ATP Roma: Fognini impegna Nadal ma non basta, sconfitto al terzo set

[1] R. Nadal b. F. Fognini 4-6 6-1 6-2

Abbiamo creduto nell’impresa, oggi più di altre volte, perché dal 4-1 del primo set per Sua Maestà Rafael Nadal, Il nostro Fabio Fognini e’ stato praticamente perfetto, bravo a riportare prima il match su binari paralleli e poi a sferrare l’attacco decisivo per un primo set, lo ripetiamo, da favola, dove il mancino di Manacor ha sbagliato più del dovuto, ma dove Fabio e’ stato bravo a farlo sbagliare. Poi è successo che il numero due del mondo ha fatto valere la sua prepotenza tennistica, a maggior ragione quando sotto la sponsorizzata suola c’è una terra rossa a livello del mare.

E’ tornato, insomma, a fare il Nadal, quello che qui sopra difficilmente perde con qualcuno e dopo aver afferrato la preda Fognini, non l’ha  più mollata, come sua abitudine, come consuetudine di chi più si avanti nel match è peggio e’ per chi ha di fronte. Il povero Fognini, a quel punto, si è dovuto inchinare genoflesso allo strapotere del maiorchino, capace di lasciargli la miseria di un solo gioco nel secondo set e due nel terzo, chiudendo il match in due ore e quattordici minuti: 4/6 6/1 6/2.

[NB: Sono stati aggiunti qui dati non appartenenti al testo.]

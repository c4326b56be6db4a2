//! Resolução do identificador de nó.
//!
//! Precedência, do mais para o menos confiável:
//! 1. identificador explícito no payload (resolvido por quem chama);
//! 2. segmento do tópico com exatamente 8 dígitos hex (o primeiro vence);
//! 3. o último segmento de um tópico curto (`node1` ou `msh/node1`).

/// Comprimento do identificador canônico (endereço de 32 bits em hex).
pub const NODE_ID_LEN: usize = 8;

/// Formata um endereço numérico da malha como 8 dígitos hex minúsculos.
pub fn format_node_num(num: u32) -> String {
    format!("{num:08x}")
}

/// `true` se o segmento tem o formato canônico de identificador.
pub fn is_node_id(segment: &str) -> bool {
    segment.len() == NODE_ID_LEN && segment.bytes().all(|b| b.is_ascii_hexdigit())
}

/// Remove o sigilo `!` usado pelo firmware nos campos `sender`.
pub fn strip_sigil(sender: &str) -> &str {
    sender.strip_prefix('!').unwrap_or(sender)
}

/// Deriva o identificador a partir de um tópico `/`-delimitado.
///
/// Retorna `None` quando nenhuma regra produz um identificador não vazio.
pub fn node_id_from_topic(topic: &str) -> Option<String> {
    let segments: Vec<&str> = topic.split('/').collect();

    if let Some(seg) = segments.iter().find(|s| is_node_id(s)) {
        return Some(seg.to_ascii_lowercase());
    }

    // Fallback: id solto ou id logo abaixo de um único prefixo raiz
    if segments.len() <= 2 {
        let last = segments.last().copied().unwrap_or_default();
        if !last.is_empty() {
            return Some(last.to_string());
        }
    }

    None
}

// ──────────────────────────────────────────────
// Testes
// ──────────────────────────────────────────────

Nadal in semifinale e Fognini sommerso dagli applausi, quelli di un campo centrale e del popolo tennistico del Foro Italico, che ha finalmente trovato per andare d’accordo e supportare a dovere il talento di Arma di Taggia, capace oggi di tenere sotto schiaffo il Re incontrastato del rosso, l’uomo che più di tutti sul rosso, non ha davvero rivali. Oggi, però, Fognini gli è stato dietro, trovando modo e tempo per mettergli, quantomeno, un po’ d’apprensione addosso. Poi il resto lo ha fatto Rafa, che conosciamo bene finire per cuocere le proprie vittime a fuoco lento.